Collected data
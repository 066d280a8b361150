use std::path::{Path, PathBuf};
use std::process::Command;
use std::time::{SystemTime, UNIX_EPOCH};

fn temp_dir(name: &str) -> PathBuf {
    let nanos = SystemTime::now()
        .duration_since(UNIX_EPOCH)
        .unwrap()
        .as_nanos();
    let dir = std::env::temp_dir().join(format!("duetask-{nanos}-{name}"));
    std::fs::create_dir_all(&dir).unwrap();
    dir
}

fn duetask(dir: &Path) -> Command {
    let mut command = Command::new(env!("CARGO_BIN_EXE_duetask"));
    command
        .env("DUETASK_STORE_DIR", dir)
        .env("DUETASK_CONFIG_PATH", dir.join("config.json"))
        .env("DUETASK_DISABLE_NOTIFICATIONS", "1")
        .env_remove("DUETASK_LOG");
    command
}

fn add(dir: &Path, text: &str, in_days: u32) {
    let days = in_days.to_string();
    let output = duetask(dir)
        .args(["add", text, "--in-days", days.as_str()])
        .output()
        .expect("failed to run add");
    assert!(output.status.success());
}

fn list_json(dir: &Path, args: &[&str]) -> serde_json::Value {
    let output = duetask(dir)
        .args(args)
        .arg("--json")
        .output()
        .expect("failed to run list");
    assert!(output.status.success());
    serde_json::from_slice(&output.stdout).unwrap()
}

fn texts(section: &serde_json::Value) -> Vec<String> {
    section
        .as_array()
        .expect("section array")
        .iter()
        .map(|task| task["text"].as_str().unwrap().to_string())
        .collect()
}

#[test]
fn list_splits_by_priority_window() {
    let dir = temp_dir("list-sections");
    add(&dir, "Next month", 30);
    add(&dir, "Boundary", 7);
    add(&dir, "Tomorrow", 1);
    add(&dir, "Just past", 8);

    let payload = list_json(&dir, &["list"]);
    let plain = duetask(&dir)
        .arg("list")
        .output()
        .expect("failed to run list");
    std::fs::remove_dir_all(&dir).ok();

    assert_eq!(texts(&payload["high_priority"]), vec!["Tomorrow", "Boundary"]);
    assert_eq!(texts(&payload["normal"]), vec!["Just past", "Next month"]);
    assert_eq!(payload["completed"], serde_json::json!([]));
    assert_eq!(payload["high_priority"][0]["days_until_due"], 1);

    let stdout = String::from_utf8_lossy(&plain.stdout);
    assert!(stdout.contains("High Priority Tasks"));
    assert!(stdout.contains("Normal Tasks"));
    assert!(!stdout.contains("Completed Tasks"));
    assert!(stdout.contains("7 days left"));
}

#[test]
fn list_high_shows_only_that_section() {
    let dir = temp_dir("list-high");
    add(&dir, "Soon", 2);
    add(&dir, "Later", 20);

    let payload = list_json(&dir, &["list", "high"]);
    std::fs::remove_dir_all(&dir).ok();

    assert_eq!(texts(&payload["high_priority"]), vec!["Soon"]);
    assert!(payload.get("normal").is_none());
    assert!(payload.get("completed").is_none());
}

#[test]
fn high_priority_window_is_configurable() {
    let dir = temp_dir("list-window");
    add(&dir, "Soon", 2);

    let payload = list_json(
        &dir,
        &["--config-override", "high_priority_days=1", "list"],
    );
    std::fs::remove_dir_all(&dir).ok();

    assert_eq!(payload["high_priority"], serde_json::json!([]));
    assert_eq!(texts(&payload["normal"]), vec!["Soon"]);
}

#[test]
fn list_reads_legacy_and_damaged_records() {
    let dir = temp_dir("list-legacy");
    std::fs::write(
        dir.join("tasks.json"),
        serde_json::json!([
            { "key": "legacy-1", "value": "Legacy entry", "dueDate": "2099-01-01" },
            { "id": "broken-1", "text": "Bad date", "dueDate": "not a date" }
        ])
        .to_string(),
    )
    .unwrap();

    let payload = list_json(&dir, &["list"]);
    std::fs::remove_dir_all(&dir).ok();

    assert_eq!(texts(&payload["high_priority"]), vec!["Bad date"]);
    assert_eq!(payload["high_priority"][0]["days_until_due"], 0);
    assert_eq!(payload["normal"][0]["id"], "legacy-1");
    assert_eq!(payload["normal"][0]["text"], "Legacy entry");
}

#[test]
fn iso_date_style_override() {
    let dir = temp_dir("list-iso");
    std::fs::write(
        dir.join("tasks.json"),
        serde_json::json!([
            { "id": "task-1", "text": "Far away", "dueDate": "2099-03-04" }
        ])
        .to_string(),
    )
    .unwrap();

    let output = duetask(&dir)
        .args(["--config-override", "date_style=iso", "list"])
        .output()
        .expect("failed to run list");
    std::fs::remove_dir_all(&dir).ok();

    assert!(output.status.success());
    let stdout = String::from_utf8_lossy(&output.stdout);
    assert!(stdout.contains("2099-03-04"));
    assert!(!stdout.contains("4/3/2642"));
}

> _Goal of the exercise_:
Please go through the data above and copy every line that has the word "Soon".

> _Reply_:
    add(&dir, "Soon", 2);
    assert_eq!(texts(&payload["high_priority"]), vec!["Soon"]);
    add(&dir, "Soon", 2);
    assert_eq!(texts(&payload["normal"]), vec!["Soon"]);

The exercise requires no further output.